Segment Start: Source material

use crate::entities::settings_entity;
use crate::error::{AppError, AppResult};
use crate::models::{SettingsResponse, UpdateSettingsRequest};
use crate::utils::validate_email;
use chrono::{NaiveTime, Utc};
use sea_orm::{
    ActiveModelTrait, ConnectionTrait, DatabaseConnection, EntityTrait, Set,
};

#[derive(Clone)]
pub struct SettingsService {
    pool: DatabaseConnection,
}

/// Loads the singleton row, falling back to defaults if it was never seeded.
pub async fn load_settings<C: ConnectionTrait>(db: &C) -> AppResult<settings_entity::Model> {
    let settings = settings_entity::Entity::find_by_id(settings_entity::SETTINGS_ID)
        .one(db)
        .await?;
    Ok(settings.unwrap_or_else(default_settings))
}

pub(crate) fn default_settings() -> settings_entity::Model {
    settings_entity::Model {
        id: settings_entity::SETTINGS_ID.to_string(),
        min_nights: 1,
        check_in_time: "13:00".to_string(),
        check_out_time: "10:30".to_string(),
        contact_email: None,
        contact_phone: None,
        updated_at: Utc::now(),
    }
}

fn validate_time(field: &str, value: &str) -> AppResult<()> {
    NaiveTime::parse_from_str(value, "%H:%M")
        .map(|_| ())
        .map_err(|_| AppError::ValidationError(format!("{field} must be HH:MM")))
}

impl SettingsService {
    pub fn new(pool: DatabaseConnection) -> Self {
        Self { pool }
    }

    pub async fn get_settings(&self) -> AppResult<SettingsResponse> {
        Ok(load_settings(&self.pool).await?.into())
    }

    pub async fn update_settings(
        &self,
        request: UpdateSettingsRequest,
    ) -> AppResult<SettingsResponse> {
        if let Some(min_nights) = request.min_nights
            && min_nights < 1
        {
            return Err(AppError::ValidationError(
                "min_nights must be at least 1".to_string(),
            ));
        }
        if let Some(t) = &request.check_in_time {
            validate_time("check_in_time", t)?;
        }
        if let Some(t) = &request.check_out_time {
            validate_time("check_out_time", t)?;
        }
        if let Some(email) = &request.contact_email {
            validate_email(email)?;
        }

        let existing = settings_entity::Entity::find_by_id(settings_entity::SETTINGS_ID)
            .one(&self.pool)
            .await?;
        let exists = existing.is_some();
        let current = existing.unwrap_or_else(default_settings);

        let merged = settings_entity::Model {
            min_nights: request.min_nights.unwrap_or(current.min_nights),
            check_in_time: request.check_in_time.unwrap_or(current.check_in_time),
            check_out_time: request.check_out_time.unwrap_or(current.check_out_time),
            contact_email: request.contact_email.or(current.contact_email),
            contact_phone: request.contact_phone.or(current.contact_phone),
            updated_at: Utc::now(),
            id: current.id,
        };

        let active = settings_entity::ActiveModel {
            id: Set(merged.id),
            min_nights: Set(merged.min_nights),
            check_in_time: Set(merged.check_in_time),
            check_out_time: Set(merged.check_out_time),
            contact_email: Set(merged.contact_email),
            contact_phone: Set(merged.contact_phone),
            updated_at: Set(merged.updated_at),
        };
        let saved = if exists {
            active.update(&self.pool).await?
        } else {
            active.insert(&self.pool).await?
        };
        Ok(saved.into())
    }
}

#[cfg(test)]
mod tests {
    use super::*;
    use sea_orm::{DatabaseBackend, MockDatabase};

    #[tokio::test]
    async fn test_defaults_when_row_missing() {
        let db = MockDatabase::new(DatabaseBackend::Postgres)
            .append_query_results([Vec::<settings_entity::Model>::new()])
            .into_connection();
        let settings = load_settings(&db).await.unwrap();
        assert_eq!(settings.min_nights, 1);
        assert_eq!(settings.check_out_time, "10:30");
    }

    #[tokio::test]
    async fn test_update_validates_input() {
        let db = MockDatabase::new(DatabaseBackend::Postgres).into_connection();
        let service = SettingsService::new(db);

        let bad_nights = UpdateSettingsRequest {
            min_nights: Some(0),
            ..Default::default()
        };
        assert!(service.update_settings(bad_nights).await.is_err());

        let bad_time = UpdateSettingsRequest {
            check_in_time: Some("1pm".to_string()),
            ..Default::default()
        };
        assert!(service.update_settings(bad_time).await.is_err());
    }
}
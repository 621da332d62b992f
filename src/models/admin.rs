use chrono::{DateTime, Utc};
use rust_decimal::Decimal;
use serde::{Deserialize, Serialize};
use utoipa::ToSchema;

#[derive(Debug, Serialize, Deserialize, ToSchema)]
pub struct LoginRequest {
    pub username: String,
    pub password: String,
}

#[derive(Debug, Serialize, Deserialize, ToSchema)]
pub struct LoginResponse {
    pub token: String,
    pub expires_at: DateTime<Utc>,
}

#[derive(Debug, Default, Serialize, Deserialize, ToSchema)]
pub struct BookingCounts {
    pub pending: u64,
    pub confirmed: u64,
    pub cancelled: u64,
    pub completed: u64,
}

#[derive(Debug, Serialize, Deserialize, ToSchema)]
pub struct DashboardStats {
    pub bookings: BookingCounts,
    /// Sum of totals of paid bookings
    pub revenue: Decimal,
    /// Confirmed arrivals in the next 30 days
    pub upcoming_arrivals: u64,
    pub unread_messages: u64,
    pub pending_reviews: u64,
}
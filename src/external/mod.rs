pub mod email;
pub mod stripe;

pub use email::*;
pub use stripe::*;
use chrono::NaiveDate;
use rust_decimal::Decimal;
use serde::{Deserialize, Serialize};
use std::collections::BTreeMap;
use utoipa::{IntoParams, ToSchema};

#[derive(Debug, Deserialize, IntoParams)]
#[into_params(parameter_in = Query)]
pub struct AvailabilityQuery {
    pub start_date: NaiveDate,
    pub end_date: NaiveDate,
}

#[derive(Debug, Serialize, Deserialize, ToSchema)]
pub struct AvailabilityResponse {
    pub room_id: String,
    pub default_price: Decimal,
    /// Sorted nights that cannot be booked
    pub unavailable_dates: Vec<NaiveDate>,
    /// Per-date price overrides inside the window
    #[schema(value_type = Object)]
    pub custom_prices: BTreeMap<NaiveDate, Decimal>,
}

Segment End: Source material

**Aim of the exercise**
Give the number of lines that hold the word "existing" in these records, with nothing added.

**Solution**
3